Família e Sucessões.
Guarda compartilhada: o que a lei determina e o que costuma ser mal compreendido.
Desde 2014 a guarda compartilhada é a regra, e não a exceção, inclusive quando os pais não se entendem. A confusão mais comum é achar que ela significa dividir o tempo da criança pela metade. Não é isso que a lei diz.
Guarda compartilhada é a divisão da responsabilidade sobre as decisões da vida do filho, como escola, saúde e autorizações. Ela não se confunde com a divisão do tempo de convivência, não depende de acordo entre os pais e não elimina a pensão alimentícia.
O que mudou em 2014
A Lei nº 13.058/2014 alterou os artigos 1.583 e 1.584 do Código Civil e inverteu a lógica anterior. Antes, a guarda compartilhada dependia, na prática, de os pais estarem em harmonia. Hoje o artigo 1.584, § 2º, determina que, quando não houver acordo entre a mãe e o pai quanto à guarda e ambos estiverem aptos a exercer o poder familiar, será aplicada a guarda compartilhada.
A exceção prevista no próprio dispositivo é restrita: se um dos genitores declarar ao magistrado que não deseja a guarda. Ausência de acordo, por si só, deixou de ser argumento suficiente para afastá-la.
O erro mais frequente: confundir guarda com tempo
São coisas distintas. O artigo 1.583, § 1º, define a guarda compartilhada como a responsabilização conjunta e o exercício de direitos e deveres do pai e da mãe que não vivam sob o mesmo teto, quanto ao poder familiar dos filhos comuns.
O § 2º trata do tempo separadamente, e a redação importa: o tempo de convívio deve ser dividido de forma equilibrada, sempre tendo em vista as condições fáticas e os interesses dos filhos. Equilibrado não é sinônimo de idêntico. Uma criança em idade escolar, com pais que moram em bairros diferentes e trabalham em turnos diferentes, pode ter um regime de convivência bastante assimétrico sem que isso descaracterize a guarda compartilhada.
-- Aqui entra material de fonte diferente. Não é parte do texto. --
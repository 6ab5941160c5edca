mod locks;
mod repository;

pub use locks::*;
pub use repository::*;

/// SQL migration for the initial schema
pub const MIGRATION_001_INITIAL: &str = include_str!("migrations/001_initial.sql");
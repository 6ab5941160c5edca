use chrono::{DateTime, Utc};
use serde::{Deserialize, Serialize};
use uuid::Uuid;

use super::{CardId, Cents};

pub type EntryId = Uuid;

/// Maximum length of an entry description, in characters.
pub const MAX_DESCRIPTION_LEN: usize = 255;

#[derive(Debug, Clone, Copy, PartialEq, Eq, Hash, Serialize, Deserialize)]
#[serde(rename_all = "UPPERCASE")]
pub enum EntryKind {
    Credit,
    Debit,
}

impl EntryKind {
    pub fn as_str(&self) -> &'static str {
        match self {
            EntryKind::Credit => "credit",
            EntryKind::Debit => "debit",
        }
    }

    pub fn from_str(s: &str) -> Option<Self> {
        match s.to_lowercase().as_str() {
            "credit" => Some(EntryKind::Credit),
            "debit" => Some(EntryKind::Debit),
            _ => None,
        }
    }
}

impl std::fmt::Display for EntryKind {
    fn fmt(&self, f: &mut std::fmt::Formatter<'_>) -> std::fmt::Result {
        write!(f, "{}", self.as_str())
    }
}

#[derive(Debug, Clone, Copy, PartialEq, Eq, Hash, Serialize, Deserialize)]
#[serde(rename_all = "UPPERCASE")]
pub enum EntryStatus {
    Pending,
    Completed,
    Failed,
    Reversed,
}

impl EntryStatus {
    pub fn as_str(&self) -> &'static str {
        match self {
            EntryStatus::Pending => "pending",
            EntryStatus::Completed => "completed",
            EntryStatus::Failed => "failed",
            EntryStatus::Reversed => "reversed",
        }
    }

    pub fn from_str(s: &str) -> Option<Self> {
        match s.to_lowercase().as_str() {
            "pending" => Some(EntryStatus::Pending),
            "completed" => Some(EntryStatus::Completed),
            "failed" => Some(EntryStatus::Failed),
            "reversed" => Some(EntryStatus::Reversed),
            _ => None,
        }
    }
}

impl std::fmt::Display for EntryStatus {
    fn fmt(&self, f: &mut std::fmt::Formatter<'_>) -> std::fmt::Result {
        write!(f, "{}", self.as_str())
    }
}

/// One credit or debit attempt against a card, successful or not.
/// Entries are write-once: corrections are new entries, never edits.
#[derive(Debug, Clone, PartialEq, Eq, Serialize, Deserialize)]
pub struct LedgerEntry {
    pub id: EntryId,
    /// Store-wide creation order, assigned by the repository
    pub sequence: i64,
    pub reference: String,
    pub card_id: CardId,
    pub kind: EntryKind,
    /// Amount in cents (always positive)
    pub amount: Cents,
    pub description: String,
    pub status: EntryStatus,
    pub balance_before: Option<Cents>,
    pub balance_after: Option<Cents>,
    pub created_at: DateTime<Utc>,
    pub updated_at: DateTime<Utc>,
}

impl LedgerEntry {
    fn finalized(
        card_id: CardId,
        reference: String,
        kind: EntryKind,
        amount: Cents,
        description: String,
        status: EntryStatus,
        balance_before: Cents,
        balance_after: Cents,
    ) -> Self {
        assert!(amount > 0, "Entry amount must be positive");
        let now = Utc::now();
        Self {
            id: Uuid::new_v4(),
            sequence: 0, // Will be set by repository
            reference,
            card_id,
            kind,
            amount,
            description,
            status,
            balance_before: Some(balance_before),
            balance_after: Some(balance_after),
            created_at: now,
            updated_at: now,
        }
    }

    /// A successfully applied movement.
    pub fn completed(
        card_id: CardId,
        reference: String,
        kind: EntryKind,
        amount: Cents,
        description: String,
        balance_before: Cents,
        balance_after: Cents,
    ) -> Self {
        Self::finalized(
            card_id,
            reference,
            kind,
            amount,
            description,
            EntryStatus::Completed,
            balance_before,
            balance_after,
        )
    }

    /// An attempt that was rejected but is kept for audit; the balance is unchanged.
    pub fn failed(
        card_id: CardId,
        reference: String,
        kind: EntryKind,
        amount: Cents,
        description: String,
        balance: Cents,
    ) -> Self {
        Self::finalized(
            card_id,
            reference,
            kind,
            amount,
            description,
            EntryStatus::Failed,
            balance,
            balance,
        )
    }

    pub fn is_completed(&self) -> bool {
        self.status == EntryStatus::Completed
    }

    /// Signed effect of this entry on the card balance (zero unless completed).
    pub fn signed_amount(&self) -> Cents {
        match (self.status, self.kind) {
            (EntryStatus::Completed, EntryKind::Credit) => self.amount,
            (EntryStatus::Completed, EntryKind::Debit) => -self.amount,
            _ => 0,
        }
    }
}

/// An entry decorated with display-safe card details.
#[derive(Debug, Clone, Serialize, Deserialize)]
pub struct EntryView {
    #[serde(flatten)]
    pub entry: LedgerEntry,
    pub card_masked_number: String,
    pub card_holder_name: String,
}

/// Trim and validate a free-text description.
pub fn normalize_description(raw: &str) -> Option<String> {
    let trimmed = raw.trim();
    if trimmed.chars().count() > MAX_DESCRIPTION_LEN {
        return None;
    }
    Some(trimmed.to_string())
}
Na prática, isso significa que discutir "quantos dias fico com meu filho" e discutir "quem decide sobre a vida do meu filho" são duas conversas distintas, e elas costumam chegar misturadas ao escritório.
Guarda compartilhada acaba com a pensão?
Não. A obrigação alimentar decorre do poder familiar e segue o critério do artigo 1.694, § 1º, do Código Civil: a necessidade de quem recebe e a possibilidade de quem paga. O regime de guarda é um dos elementos considerados na fixação do valor, porque influencia quem arca com quais despesas do cotidiano, mas não é o que determina a existência do dever.
Dois pais com guarda compartilhada e rendas muito diferentes continuam tendo obrigações proporcionais às suas condições. A ideia de que compartilhar a guarda zera a pensão é uma das causas mais comuns de frustração depois de um acordo mal explicado.
Onde a criança mora
A guarda compartilhada não cria duas residências oficiais. O artigo 1.583, § 3º, estabelece que a cidade considerada base de moradia dos filhos será aquela que melhor atender aos interesses deles. Isso tem consequências concretas quando um dos pais pretende mudar de cidade: a decisão não é unilateral, e o tema costuma exigir discussão judicial quando não há consenso.
Quando a guarda unilateral ainda se aplica
A compartilhada é a regra, não uma imposição absoluta. Ela é afastada quando um dos genitores não está apto a exercer o poder familiar, ou quando declara não desejar a guarda. Situações de violência doméstica, negligência ou risco à integridade da criança são analisadas nessa chave, e o exame é sempre do caso concreto.
Há ainda a hipótese da Lei nº 12.318/2010, que trata da alienação parental, isto é, a interferência na formação psicológica da criança para prejudicar o vínculo com o outro genitor. A lei prevê um conjunto de medidas graduais, e a alegação, isoladamente, não produz efeito automático: depende de prova.
Três coisas práticas para quem está nessa situação
- Registrar o combinado por escrito. Acordos verbais sobre convivência funcionam enquanto a relação funciona. O documento serve justamente para o momento em que ela não funciona mais.
- Separar as duas discussões. Definir a guarda e definir o regime de convivência são etapas diferentes, e tratá-las juntas costuma travar a negociação inteira em um único ponto.
- Guardar o registro das despesas. Comprovantes de escola, plano de saúde, material e atividades são o que sustenta a discussão sobre valor de pensão, tanto para quem pede quanto para quem paga.
Por que o escritório publica esta nota
Porque a dúvida chega quase sempre no mesmo formato: alguém ouviu de um conhecido que guarda compartilhada é uma semana em cada casa, ou que ela dispensa a pensão. As duas afirmações são imprecisas, e agir com base nelas costuma custar caro, em dinheiro e em desgaste familiar.